Wednesday, June 17, 2009

Might as Well Face it, I'm Addicted to Blogs

So I got on the internet hours ago to research something for my father. And I thought, mmmmm....I will just peak at a few blogs. You all are so addicting to read. Your stories really resonate and make me laugh and I cannot get enough. So fast forward two hours and here I am still reading them.

Everyone is so witty, charming and honest. I am honored to be able to read your inner most personal thoughts. So thanks for sharing. You entertain me constantly.

Fat camp is going well today. I am sore from that crazy muscle endurance class yesterday. Running this morning seemed so easy I made it a little harder. I did personal training this morning and I have Zumba in about an hour. I heart Zumba. This class does not have as many freaky deakies in it so I can concentrate more. But perhaps tomorrow's class will have more for me to comment on.

I went to lunch today with some girls I taught with 5 years ago. I have not seen them in a year. One of them (who is super cute and nice) could not believe it was me. She kept saying I look like a totally different person. And you know what? I am starting to feel like a totally different person - in a good way. I guess everyday on this journey is helping me to reinvent myself. I want to be a fit person. Now I am beginning to think it is something I can pull off for life.

Also, I am changing my ticker today to show my new goal. I have picked a goal weight of 175. When I started this blog and put 185, I did not think I would come anywhere near it. I am picking this weight for a few reasons:
  1. I am 5'10 and muscular, I look healthy and lean at 175 (I know this because I was at that weight for about 2 weeks my senior year in college)
  2. I have actually weighed that in my adult life and know it is possible
  3. If I weighed 175, I could gain 25 pounds with a pregnancy and still not go over 200 pounds

Is this possible? Time will tell. I will work my ass off (literally) to try and get there. I may have said before, my trainer's goal is not a weight but a size 8. He originally said 10 but changed it to 8 after I lost more weight because he says he can see my build more now and it is an 8.

Dude, my tiny mother-in-law is an 8. I tried to tell him I walked out of the womb a size 12. I was 12 in middle school and never went any smaller. I went up and down but never below a 12.

So we will have to see who has the more realistic goal. Hopefully I will meet one of them. If not, I am gonna die trying.

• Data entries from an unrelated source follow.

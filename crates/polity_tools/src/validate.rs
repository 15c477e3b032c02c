//! Catalog validation.

use std::path::Path;

use serde::Serialize;

use polity_core::domain::Domain;
use polity_core::registry::ComponentRegistry;

use crate::error::{Result, ToolError};
use crate::read_file;

/// What a valid catalog contains.
#[derive(Debug, Clone, PartialEq, Eq, Serialize)]
pub struct CatalogSummary {
    /// Component count per domain, canonical domain order.
    pub components: Vec<(Domain, usize)>,
    /// Number of authored interaction rules.
    pub rules: usize,
}

impl CatalogSummary {
    /// Summarize a loaded registry.
    #[must_use]
    pub fn of(registry: &ComponentRegistry) -> Self {
        Self {
            components: Domain::ALL
                .into_iter()
                .map(|domain| (domain, registry.all(domain).count()))
                .collect(),
            rules: registry.rule_count(),
        }
    }
}

/// Validate one RON catalog file.
///
/// # Errors
///
/// Returns an error if the file cannot be read, does not parse, or fails
/// catalog validation.
pub fn validate_catalog_file(path: &Path) -> Result<CatalogSummary> {
    let contents = read_file(path)?;
    let registry = ComponentRegistry::from_ron_str(&contents, &path.display().to_string())?;
    Ok(CatalogSummary::of(&registry))
}

/// Validate every `.ron` catalog in a directory, or a single file.
///
/// Each failure is logged; the call fails if any file fails.
///
/// # Errors
///
/// Returns [`ToolError::ValidationFailed`] if any catalog is invalid, or
/// an IO error if the directory cannot be listed.
pub fn validate_data_directory(path: &Path) -> Result<usize> {
    if path.is_file() {
        validate_catalog_file(path)?;
        return Ok(1);
    }

    let entries = std::fs::read_dir(path).map_err(|source| ToolError::Io {
        path: path.display().to_string(),
        source,
    })?;

    let mut files: Vec<_> = entries
        .filter_map(std::result::Result::ok)
        .map(|entry| entry.path())
        .filter(|p| p.extension().is_some_and(|ext| ext == "ron"))
        .collect();
    files.sort();

    let mut failed = 0;
    for file in &files {
        match validate_catalog_file(file) {
            Ok(summary) => tracing::info!(
                file = %file.display(),
                rules = summary.rules,
                "Catalog valid"
            ),
            Err(e) => {
                failed += 1;
                tracing::error!(file = %file.display(), "{e}");
            }
        }
    }

    if failed > 0 {
        return Err(ToolError::ValidationFailed {
            checked: files.len(),
            failed,
        });
    }
    Ok(files.len())
}

#[cfg(test)]
mod tests {
    use super::*;
    use polity_test_utils::fixtures::TINY_CATALOG;

    #[test]
    fn test_valid_file_is_summarized() {
        let dir = tempfile::tempdir().unwrap();
        let file = dir.path().join("tiny.ron");
        std::fs::write(&file, TINY_CATALOG).unwrap();

        let summary = validate_catalog_file(&file).unwrap();
        assert_eq!(
            summary.components,
            vec![(Domain::Government, 3), (Domain::Economy, 1), (Domain::Tax, 1)]
        );
        assert_eq!(summary.rules, 2);
    }

    #[test]
    fn test_directory_reports_failures() {
        let dir = tempfile::tempdir().unwrap();
        std::fs::write(dir.path().join("good.ron"), TINY_CATALOG).unwrap();
        std::fs::write(dir.path().join("bad.ron"), "CatalogData(").unwrap();
        std::fs::write(dir.path().join("notes.txt"), "ignored").unwrap();

        let err = validate_data_directory(dir.path()).unwrap_err();
        assert!(matches!(
            err,
            ToolError::ValidationFailed {
                checked: 2,
                failed: 1
            }
        ));
    }

    #[test]
    fn test_missing_file_is_io_error() {
        let err = validate_catalog_file(Path::new("/definitely/not/here.ron")).unwrap_err();
        assert!(matches!(err, ToolError::Io { .. }));
    }
}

I guess I should do the work I came here to do. Please update your blogs soon so I have something to read later. Ta, ta for now!

4 comments:

PatriciaW said...

I found you because of GetFitAfter40.

I don't know. I lost a lot of weight in college while pledging a sorority and doing stupid stuff like pretty much not eating for six weeks. I went down to a size six. I never would have guessed that possible, as I, like you "came out the womb" a size 12. But that was too small for me. Not sure what I weighed. I do know that I can weigh about 130, which I believe will be about a size eight, and still look and feel healthy.

175 may be a size 10 on you. Then again, it might be a size 8. It's hard to correlate weight and size because it depends so much on the individual's body structure and muscle tone.

I say go for what feels right mentally, the thing you can wrap your mind around. You may surprise yourself.

wildfluffysheep said...

I know what you mean about blogs! I've been reading through loads for the last couple of hours. I love it. I can't believe I lived with out.

lol at freaky deakies!

F. McButter Pants said...

I am addicted to blogs too. I spend too much time reading and writing on them, but I know that they are a big part of my success this time around.

So this Fat Camp. Are you there like 24/7. Or do you fit all the exercise in and have a life? Sounds like you really enjoying it!

~closed~ said...

5'10 and 175 is gonna be hot chiquita!!!! Zumba sounds like so much fun!